The paradox: the Chinese are notoriously price-conscious and have a lack of loyalty to brand. And yet, in the name of nationalism, the Chinese pick the most obvious French brand, Carrefour, to boycott. I thought y’all didn’t care about brand. People aren’t buying French goods anymore. So they are both price conscious and loyal to the China brand. What happens when the foreign brand is cheaper?
It irks me that it takes living in China a whole lifetime to know what the market price for a good is. Several stores in the same neighborhood can easily have radically different pricing on the same product and easily stay in business. And yet, the Chinese all seem to have an innate ability to price something so that they don’t get cheated by different prices. A bottle of water? 1 kuai. Any more and you’ve been cheated. 10 potstickers? 5 kuai. A small painting? 100 kuai. A cab ride to the airport? 110 kuai. I can deal with bargaining, but the non-transparency of the overall system drives me nuts.

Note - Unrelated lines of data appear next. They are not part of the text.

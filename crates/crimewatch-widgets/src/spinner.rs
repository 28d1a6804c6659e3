//! Animated loading indicator shown while the incident fetch is outstanding.

use crimewatch_core::command::Command;
use crimewatch_core::component::Component;
use crimewatch_core::subscription::{subscribe, Subscription};
use crimewatch_core::subscriptions::Every;
use ratatui::layout::Rect;
use ratatui::style::{Color, Style};
use ratatui::text::{Line, Span};
use ratatui::widgets::Paragraph;
use ratatui::Frame;
use std::time::Duration;

const INTERVAL: Duration = Duration::from_millis(80);

/// Braille dot frames.
pub const DOTS: &[&str] = &["⠋", "⠙", "⠹", "⠸", "⠼", "⠴", "⠦", "⠧", "⠇", "⠏"];
/// Plain ASCII frames for terminals without braille glyphs.
pub const LINE: &[&str] = &["|", "/", "-", "\\"];

#[derive(Debug, Clone)]
pub enum Message {
    Tick,
}

/// Cycles through a frame set at a fixed interval, followed by a label.
pub struct Spinner {
    frames: &'static [&'static str],
    frame_index: usize,
    label: String,
    style: Style,
    id: &'static str,
}

impl Spinner {
    /// `id` names the timer subscription; keep it unique per spinner.
    pub fn new(id: &'static str) -> Self {
        Self {
            frames: DOTS,
            frame_index: 0,
            label: String::new(),
            style: Style::default().fg(Color::Yellow),
            id,
        }
    }

    pub fn with_frames(mut self, frames: &'static [&'static str]) -> Self {
        self.frames = frames;
        self
    }

    pub fn with_label(mut self, label: impl Into<String>) -> Self {
        self.label = label.into();
        self
    }

    /// The glyph currently shown.
    pub fn frame(&self) -> &'static str {
        self.frames.get(self.frame_index).copied().unwrap_or("")
    }
}

impl Component for Spinner {
    type Message = Message;

    fn update(&mut self, msg: Message) -> Command<Message> {
        match msg {
            Message::Tick => {
                if !self.frames.is_empty() {
                    self.frame_index = (self.frame_index + 1) % self.frames.len();
                }
                Command::none()
            }
        }
    }

    fn view(&self, frame: &mut Frame, area: Rect) {
        if area.width == 0 || area.height == 0 {
            return;
        }
        let line = Line::from(vec![
            Span::styled(self.frame(), self.style),
            Span::raw(" "),
            Span::raw(self.label.as_str()),
        ]);
        frame.render_widget(Paragraph::new(line), area);
    }

    fn subscriptions(&self) -> Vec<Subscription<Message>> {
        vec![subscribe(Every::new(INTERVAL, self.id)).map(|_| Message::Tick)]
    }
}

The back gate area of our school is a great example of China’s development. When we first arrived, there was one store on the corner (a milk tea shop) that had a “nice” exterior with lighting and bright colors. Now, one by one, the stores are renovating. In fact, it’s literally one by one down the street. If your neighbor renovates, then you renovate the next week out of peer pressure. Now, the gritty alley white bathroom tile that defines the back gate experience is being replaced by colored plastic signs with lighting. Prices are inching up as well. The milk tea spot started charging an extra kuai per cup (that’s a 33% increase in price). The potsticker place raised its price one kuai as well (25% increase). Any dish with meat in it has gone up two kuai most places. Inflation before your eyes!